An aunt, uncle, and cousins were all flooded out from the city after Hurricane Katrina devastated New Orleans and the Gulf Coast 10 years ago. My parents were affected, too, though they had retired to Mississippi from the New Orleans area in the mid-1990s. Katrina followed them like some dog on a scent. They were among the hundreds of thousands of people across the Gulf Coast forced to leave their homes and seek refuge in other parts of the state and the country.
My parents’ home survived even though it was directly in path of the storm. “God sat on my house,” my mother told us later. But all my other family members still in the city lost everything. I hadn’t been to the city where I was born in years since I had no family left there. I fled the city decades ago for other reasons, so I was a refugee, too—and curious about what was the same, what had changed.
I grew up in Metairie, a large suburb in a neighboring parish. I couldn’t wait to leave when I was a kid. Growing up gay in the Deep South, even in the “Laissez les bon temps rouler” and carnival-loving city that care forgot, was no parade. I was bullied in the ’70s and early ’80s. I was constantly called demeaning gay slurs; I heard that some teachers in high school even called me the “class queer.” To be sure, some teachers were extraordinarily kind to me, reading my adolescent poems and encouraging my writing. But children can be brutal to one another—constant verbal assaults, rough shoulders in the hallways, the contempt of exclusion. One kid tried to take a small razor blade to me, saying he wanted to carve one of those slurs on my skin. I couldn’t always find protection from my peers, and as soon as I finished my education, I left, under cover of a marriage with a young woman I loved; we were fortunate to love each other enough to divorce a couple of years later, knowing we’d helped each other escape an abusive place.

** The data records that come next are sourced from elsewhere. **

//! Campaign Chronicle - A timeline of story events, NSCs and objects for tabletop campaigns.

mod core;
mod gui;

use std::path::PathBuf;

use crate::core::config::AppSettings;
use gui::CampaignChronicleApp;

/// Default window size when none was saved.
const DEFAULT_WINDOW_SIZE: (f32, f32) = (1024.0, 768.0);

fn main() -> eframe::Result<()> {
    env_logger::Builder::from_env(env_logger::Env::default().default_filter_or("info"))
        .format_timestamp(None)
        .init();

    // Optional campaign file to open instead of the bundled sample
    let initial_file = std::env::args_os().nth(1).map(PathBuf::from);

    let settings = AppSettings::load();
    let (width, height) = settings.window_size.unwrap_or(DEFAULT_WINDOW_SIZE);
    log::info!(
        "starting with config {}",
        AppSettings::get_config_path()
            .map(|p| p.display().to_string())
            .unwrap_or_else(|| "(none)".to_string())
    );

    let options = eframe::NativeOptions {
        viewport: eframe::egui::ViewportBuilder::default()
            .with_inner_size([width, height])
            .with_min_inner_size([640.0, 480.0])
            .with_drag_and_drop(true),
        ..Default::default()
    };

    eframe::run_native(
        "Campaign Chronicle",
        options,
        Box::new(move |cc| Ok(Box::new(CampaignChronicleApp::new(cc, settings, initial_file)))),
    )
}
//! Calendar arithmetic for the campaign calendar.
//!
//! The campaign uses a fixed calendar of 12 months with 30 days each
//! (360 days per year, no leap years). Dates are converted to a linear
//! day number so that ordering and day distances are plain integer
//! arithmetic.

use serde::{Deserialize, Serialize};
use std::fmt;
use std::str::FromStr;

/// Number of months in a campaign year.
pub const MONTHS_PER_YEAR: i64 = 12;

/// Number of days in every campaign month.
pub const DAYS_PER_MONTH: i64 = 30;

/// Number of days in a campaign year.
pub const DAYS_PER_YEAR: i64 = MONTHS_PER_YEAR * DAYS_PER_MONTH;

/// Largest supported absolute year. Day numbers and month indexes of
/// dates within this bound, and differences between them, fit in an `i64`.
pub const MAX_YEAR: i64 = i64::MAX / DAYS_PER_YEAR / 2;

/// Display names for the twelve months, in order.
pub const MONTH_NAMES: [&str; 12] = [
    "Praios", "Rondra", "Efferd", "Travia", "Boron", "Hesinde", "Firun", "Tsa", "Phex", "Peraine",
    "Ingerimm", "Rahja",
];

/// A structured date in the campaign calendar.
#[derive(Clone, Copy, Debug, PartialEq, Eq, Hash, Serialize, Deserialize)]
pub struct CalendarDate {
    pub year: i64,
    /// Month of the year (1-12)
    pub month: u8,
    /// Day of the month (1-30)
    pub day: u8,
}

/// Linear day count since day 1 of month 1 of year 0.
#[derive(Clone, Copy, Debug, Default, PartialEq, Eq, PartialOrd, Ord, Hash, Serialize, Deserialize)]
#[serde(transparent)]
pub struct DayNumber(pub i64);

/// The first day of a month, used for snapping ranges and drawing headers.
#[derive(Clone, Copy, Debug, PartialEq, Eq, PartialOrd, Ord, Hash, Serialize, Deserialize)]
pub struct MonthMarker {
    pub year: i64,
    pub month: u8,
}

/// Errors returned when parsing a date from text.
#[derive(Debug, Clone, PartialEq, Eq, thiserror::Error)]
pub enum DateParseError {
    #[error("expected a date like 1027-06-15 or 15.06.1027, got '{0}'")]
    Malformed(String),
    #[error("month {0} is outside 1-12")]
    MonthOutOfRange(i64),
    #[error("day {0} is outside 1-30")]
    DayOutOfRange(i64),
    #[error("year {0} is outside the supported range")]
    YearOutOfRange(i64),
}

/// Check that a year lies within [`MAX_YEAR`] of year 0.
pub fn is_supported_year(year: i64) -> bool {
    year.checked_abs().is_some_and(|y| y <= MAX_YEAR)
}

/// Convert a calendar date into its day number.
///
/// No validation is performed: out-of-range months or days produce a day
/// number that converts back to a different, well-formed date.
pub fn to_day_number(date: CalendarDate) -> DayNumber {
    DayNumber(
        date.year * DAYS_PER_YEAR
            + (i64::from(date.month) - 1) * DAYS_PER_MONTH
            + (i64::from(date.day) - 1),
    )
}

/// Convert a day number back into a calendar date.
///
/// Uses euclidean division so negative day numbers land in the correct
/// (negative) year with a non-negative remainder.
pub fn to_calendar_date(n: DayNumber) -> CalendarDate {
    let year = n.0.div_euclid(DAYS_PER_YEAR);
    let rem = n.0.rem_euclid(DAYS_PER_YEAR);
    CalendarDate {
        year,
        month: (rem / DAYS_PER_MONTH + 1) as u8,
        day: (rem % DAYS_PER_MONTH + 1) as u8,
    }
}

impl CalendarDate {
    /// Create a date, returning None if year, month or day are out of bounds.
    pub fn new(year: i64, month: u8, day: u8) -> Option<Self> {
        if !is_supported_year(year) || !(1..=12).contains(&month) || !(1..=30).contains(&day) {
            return None;
        }
        Some(Self { year, month, day })
    }

    /// First day of the given year.
    pub fn start_of_year(year: i64) -> Self {
        Self {
            year,
            month: 1,
            day: 1,
        }
    }

    /// Day number of this date.
    pub fn day_number(self) -> DayNumber {
        to_day_number(self)
    }

    /// The date `days` days after (or before, if negative) this one.
    pub fn add_days(self, days: i64) -> Self {
        to_calendar_date(DayNumber(self.day_number().0 + days))
    }

    /// The same day of the month, `months` months later.
    pub fn add_months(self, months: i64) -> Self {
        let marker = self.month_marker().offset(months);
        Self {
            year: marker.year,
            month: marker.month,
            day: self.day,
        }
    }

    /// Signed number of days from this date to `other`.
    pub fn days_until(self, other: CalendarDate) -> i64 {
        other.day_number().0 - self.day_number().0
    }

    /// The month this date falls in.
    pub fn month_marker(self) -> MonthMarker {
        MonthMarker {
            year: self.year,
            month: self.month,
        }
    }

    /// Name of this date's month.
    pub fn month_name(self) -> &'static str {
        self.month_marker().name()
    }
}

impl fmt::Display for CalendarDate {
    fn fmt(&self, f: &mut fmt::Formatter<'_>) -> fmt::Result {
        write!(f, "{:02}.{:02}.{}", self.day, self.month, self.year)
    }
}

impl FromStr for CalendarDate {
    type Err = DateParseError;

    /// Parse either `YYYY-MM-DD` or `DD.MM.YYYY`.
    fn from_str(s: &str) -> Result<Self, Self::Err> {
        let trimmed = s.trim();
        let malformed = || DateParseError::Malformed(trimmed.to_string());

        // Both forms yield [year, month, day]; rsplitn keeps a negative year's sign
        let parts: Vec<&str> = if trimmed.contains('.') {
            trimmed.split('.').rev().collect()
        } else {
            let mut parts: Vec<&str> = trimmed.rsplitn(3, '-').collect();
            parts.reverse();
            parts
        };

        let [year, month, day] = parts.as_slice() else {
            return Err(malformed());
        };

        let year: i64 = year.parse().map_err(|_| malformed())?;
        let month: i64 = month.parse().map_err(|_| malformed())?;
        let day: i64 = day.parse().map_err(|_| malformed())?;

        if !is_supported_year(year) {
            return Err(DateParseError::YearOutOfRange(year));
        }
        if !(1..=MONTHS_PER_YEAR).contains(&month) {
            return Err(DateParseError::MonthOutOfRange(month));
        }
        if !(1..=DAYS_PER_MONTH).contains(&day) {
            return Err(DateParseError::DayOutOfRange(day));
        }

        Ok(Self {
            year,
            month: month as u8,
            day: day as u8,
        })
    }
}

impl DayNumber {
    /// Calendar date for this day number.
    pub fn date(self) -> CalendarDate {
        to_calendar_date(self)
    }

    /// Zero-based day within the month (0-29).
    pub fn day_of_month_index(self) -> i64 {
        self.0.rem_euclid(DAYS_PER_MONTH)
    }
}

impl MonthMarker {
    /// Month containing the given day number.
    pub fn containing(n: DayNumber) -> Self {
        to_calendar_date(n).month_marker()
    }

    /// Months since month 1 of year 0.
    pub fn index(self) -> i64 {
        self.year * MONTHS_PER_YEAR + i64::from(self.month) - 1
    }

    fn from_index(index: i64) -> Self {
        Self {
            year: index.div_euclid(MONTHS_PER_YEAR),
            month: (index.rem_euclid(MONTHS_PER_YEAR) + 1) as u8,
        }
    }

    /// Signed number of months from `self` to `other`.
    pub fn months_until(self, other: MonthMarker) -> i64 {
        other.index() - self.index()
    }

    /// The month `months` months after this one.
    pub fn offset(self, months: i64) -> Self {
        Self::from_index(self.index() + months)
    }

    /// Day 1 of this month.
    pub fn first_day(self) -> CalendarDate {
        CalendarDate {
            year: self.year,
            month: self.month,
            day: 1,
        }
    }

    /// Day 30 of this month.
    pub fn last_day(self) -> CalendarDate {
        CalendarDate {
            year: self.year,
            month: self.month,
            day: DAYS_PER_MONTH as u8,
        }
    }

    pub fn name(self) -> &'static str {
        MONTH_NAMES[usize::from(self.month.clamp(1, 12)) - 1]
    }
}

So my relationship to the city was complicated, and maybe it was the complications that both kept me away and now, post-Katrina, drew me back. I knew that I was from a unique—even exotic—place, but homophobia had driven me from it. I wanted to know how, and even if I could, reclaim my former home.
Mother was skeptical, though. It’s dangerous, she said. There were more people that didn’t look like us, a marker of change for her. Houses looked different, many now built 8 to 10 feet in the air. Old familiar stores were gone. There was more traffic, even crime in suburban areas spared flooding, as people moved and rebuilt in other parts of the city. She couldn’t understand why I’d want to go back.
“You’re from there, but not in the blood,” she told me.
I’d heard this line before. The message was simple: You may have been born there, but you’re not like those people whose families go way back in the Crescent City—the Irish and Italian immigrants, the Creoles. We were from somewhere else, really, even if my sisters and I were born in the city.
Both of my parents were born in the country, my father in southern Mississippi, my mother in rural west Louisiana, Cajun country. My mother and her brother, Glen, had left the bayous of southwest Louisiana, to start their adult lives in the big city. She was something of a tomboy, a basketball player in high school. Glen was gay. Mother says their dad, an alcoholic, was unkind to him. New Orleans must have seemed like a city of lights on the bayou—a refuge, a safe haven, a port from which to launch their dreams. My father’s young adulthood is more of a mystery. He was 30 before he married, and I know little of his early life after he was discharged from the Korean War. He was, to me, a distant and even cold figure. He didn’t know how to be a father to me, though he was the first in my family to ask me if I was a homosexual.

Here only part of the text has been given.